**Action item:** Copy out exactly the lines from the first line of the material below through the line containing "a competing invocation", and nothing beyond them.

*** Extracted entries Section Begins ***

//! Test doubles for the orchestrator's collaborators

#![allow(dead_code)]

use std::collections::VecDeque;
use std::sync::atomic::{AtomicBool, AtomicUsize, Ordering};
use std::sync::{Arc, Mutex};

use async_trait::async_trait;

use agent_deployer::build::ImageBuilder;
use agent_deployer::config::Settings;
use agent_deployer::deploy::{Orchestrator, OrchestratorOptions};
use agent_deployer::errors::DeployerError;
use agent_deployer::models::{
    BuildHandle, BuildResult, BuildSpec, BuildStatus, DeploymentDescriptor, DeploymentRecord,
    DeploymentStatus, RecordUpdate, RolloutStatus,
};
use agent_deployer::store::{MemoryRecordStore, RecordStore};
use agent_deployer::target::OrchestrationTarget;

pub const PROJECT: &str = "proj";
pub const OWNER: &str = "user-1";

pub fn settings() -> Settings {
    Settings {
        project_id: PROJECT.to_string(),
        ..Settings::default()
    }
}

fn unavailable(service: &'static str) -> DeployerError {
    DeployerError::Api {
        service,
        status: 503,
        reason: Some("UNAVAILABLE".to_string()),
        message: "service unavailable".to_string(),
    }
}

// ================================ RECORD STORE =================================== //

/// Memory store with injectable failures
#[derive(Default)]
pub struct FlakyStore {
    pub inner: MemoryRecordStore,

    /// Writes moving a record into this status fail
    fail_status: Mutex<Option<DeploymentStatus>>,

    /// Every write fails
    fail_all_writes: AtomicBool,

    /// The next read is followed by a write from a competing invocation
    race_next_read: AtomicBool,
}

impl FlakyStore {
    pub fn new() -> Self {
        Self::default()
    }

    pub async fn with_agent(agent_id: &str, owner: &str) -> Arc<Self> {
        let store = Arc::new(Self::new());
        store.inner.insert(DeploymentRecord::new(agent_id, owner)).await;
        store
    }

    pub async fn insert(&self, record: DeploymentRecord) {
        self.inner.insert(record).await;
    }

    pub async fn snapshot(&self, agent_id: &str) -> Option<DeploymentRecord> {
        self.inner.snapshot(agent_id).await
    }

    pub fn fail_writes_to(&self, status: DeploymentStatus) {
        *self.fail_status.lock().unwrap() = Some(status);
    }

    pub fn fail_all_writes(&self) {
        self.fail_all_writes.store(true, Ordering::SeqCst);
    }

    pub fn race_next_read(&self) {
        self.race_next_read.store(true, Ordering::SeqCst);
    }

    fn check_write(&self, update: &RecordUpdate) -> Result<(), DeployerError> {
        if self.fail_all_writes.load(Ordering::SeqCst)
            || *self.fail_status.lock().unwrap() == Some(update.status)
        {
            return Err(unavailable("Firestore"));
        }
        Ok(())
    }
}

#[async_trait]
impl RecordStore for FlakyStore {
    async fn get(&self, agent_id: &str) -> Result<Option<DeploymentRecord>, DeployerError> {
        let record = self.inner.get(agent_id).await?;
        if self.race_next_read.swap(false, Ordering::SeqCst) {
            self.inner.update(agent_id, RecordUpdate::deploying()).await?;
        }
        Ok(record)
    }

    async fn update(&self, agent_id: &str, update: RecordUpdate) -> Result<(), DeployerError> {
        self.check_write(&update)?;
        self.inner.update(agent_id, update).await
    }

    async fn update_if_revision(
        &self,
        agent_id: &str,
        expected_revision: &str,
        update: RecordUpdate,
    ) -> Result<bool, DeployerError> {
        self.check_write(&update)?;
        self.inner
            .update_if_revision(agent_id, expected_revision, update)
            .await
    }
}

// ================================ IMAGE BUILDER =================================== //

/// Builder replaying scripted statuses; the last status repeats forever
pub struct FakeBuilder {
    statuses: Mutex<VecDeque<BuildStatus>>,
    pub submitted: Mutex<Vec<BuildSpec>>,
    pub cancels: AtomicUsize,
    fail_submit: AtomicBool,
}

impl FakeBuilder {
    pub fn new(statuses: Vec<BuildStatus>) -> Arc<Self> {
        Arc::new(Self {
            statuses: Mutex::new(statuses.into()),
            submitted: Mutex::new(vec![]),
            cancels: AtomicUsize::new(0),
            fail_submit: AtomicBool::new(false),
        })
    }

    pub fn succeeding() -> Arc<Self> {
        Self::new(vec![
            BuildStatus::Queued,
            BuildStatus::Working,
            BuildStatus::Success,
        ])
    }

    pub fn fail_submit(&self) {
        self.fail_submit.store(true, Ordering::SeqCst);
    }

    pub fn submissions(&self) -> usize {
        self.submitted.lock().unwrap().len()
    }

    pub fn images(&self) -> Vec<String> {
        self.submitted
            .lock()
            .unwrap()
            .iter()
            .flat_map(|spec| spec.images.clone())
            .collect()
    }
}

#[async_trait]
impl ImageBuilder for FakeBuilder {
    async fn submit(&self, spec: &BuildSpec) -> Result<BuildHandle, DeployerError> {
        if self.fail_submit.load(Ordering::SeqCst) {
            return Err(unavailable("Cloud Build"));
        }
        let mut submitted = self.submitted.lock().unwrap();
        submitted.push(spec.clone());
        Ok(BuildHandle {
            id: format!("build-{}", submitted.len()),
            log_url: None,
        })
    }

    async fn status(&self, handle: &BuildHandle) -> Result<BuildResult, DeployerError> {
        let status = {
            let mut statuses = self.statuses.lock().unwrap();
            if statuses.len() > 1 {
                statuses.pop_front().unwrap()
            } else {
                statuses.front().cloned().unwrap()
            }
        };
        Ok(BuildResult {
            id: handle.id.clone(),
            status,
            status_detail: None,
            log_url: None,
        })
    }

    async fn cancel(&self, _handle: &BuildHandle) -> Result<(), DeployerError> {
        self.cancels.fetch_add(1, Ordering::SeqCst);
        Ok(())
    }
}

// ============================= ORCHESTRATION TARGET =============================== //

/// Target recording applied descriptors
pub struct FakeTarget {
    pub applied: Mutex<Vec<DeploymentDescriptor>>,
    rollout: Mutex<Option<RolloutStatus>>,
    fail_apply: AtomicBool,
    supports_rollout: bool,
}

impl FakeTarget {
    pub fn new() -> Arc<Self> {
        Self::with_rollout_support(true)
    }

    pub fn with_rollout_support(supports_rollout: bool) -> Arc<Self> {
        Arc::new(Self {
            applied: Mutex::new(vec![]),
            rollout: Mutex::new(None),
            fail_apply: AtomicBool::new(false),
            supports_rollout,
        })
    }

    pub fn fail_apply(&self) {
        self.fail_apply.store(true, Ordering::SeqCst);
    }

    pub fn set_rollout(&self, status: RolloutStatus) {
        *self.rollout.lock().unwrap() = Some(status);
    }

    pub fn applied_names(&self) -> Vec<String> {
        self.applied
            .lock()
            .unwrap()
            .iter()
            .map(|d| d.name().to_string())
            .collect()
    }
}

#[async_trait]
impl OrchestrationTarget for FakeTarget {
    async fn apply(&self, descriptor: &DeploymentDescriptor) -> Result<(), DeployerError> {
        if self.fail_apply.load(Ordering::SeqCst) {
            return Err(DeployerError::Api {
                service: "Kubernetes",
                status: 422,
                reason: Some("Invalid".to_string()),
                message: "admission webhook denied the request".to_string(),
            });
        }
        self.applied.lock().unwrap().push(descriptor.clone());
        Ok(())
    }

    async fn rollout_status(
        &self,
        _namespace: &str,
        _name: &str,
    ) -> Result<Option<RolloutStatus>, DeployerError> {
        Ok(self.rollout.lock().unwrap().clone())
    }

    fn supports_rollout_status(&self) -> bool {
        self.supports_rollout
    }
}

// ================================== HARNESS ====================================== //

pub fn orchestrator(
    settings: &Settings,
    store: Arc<FlakyStore>,
    builder: Arc<FakeBuilder>,
    target: Arc<FakeTarget>,
) -> Orchestrator {
    Orchestrator::new(
        store,
        builder,
        target,
        OrchestratorOptions::from_settings(settings),
    )
}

*** Extracted entries Section Ends ***

**Exercise result:**
//! Test doubles for the orchestrator's collaborators

#![allow(dead_code)]

use std::collections::VecDeque;
use std::sync::atomic::{AtomicBool, AtomicUsize, Ordering};
use std::sync::{Arc, Mutex};

use async_trait::async_trait;

use agent_deployer::build::ImageBuilder;
use agent_deployer::config::Settings;
use agent_deployer::deploy::{Orchestrator, OrchestratorOptions};
use agent_deployer::errors::DeployerError;
use agent_deployer::models::{
    BuildHandle, BuildResult, BuildSpec, BuildStatus, DeploymentDescriptor, DeploymentRecord,
    DeploymentStatus, RecordUpdate, RolloutStatus,
};
use agent_deployer::store::{MemoryRecordStore, RecordStore};
use agent_deployer::target::OrchestrationTarget;

pub const PROJECT: &str = "proj";
pub const OWNER: &str = "user-1";

pub fn settings() -> Settings {
    Settings {
        project_id: PROJECT.to_string(),
        ..Settings::default()
    }
}

fn unavailable(service: &'static str) -> DeployerError {
    DeployerError::Api {
        service,
        status: 503,
        reason: Some("UNAVAILABLE".to_string()),
        message: "service unavailable".to_string(),
    }
}

// ================================ RECORD STORE =================================== //

/// Memory store with injectable failures
#[derive(Default)]
pub struct FlakyStore {
    pub inner: MemoryRecordStore,

    /// Writes moving a record into this status fail
    fail_status: Mutex<Option<DeploymentStatus>>,

    /// Every write fails
    fail_all_writes: AtomicBool,

    /// The next read is followed by a write from a competing invocation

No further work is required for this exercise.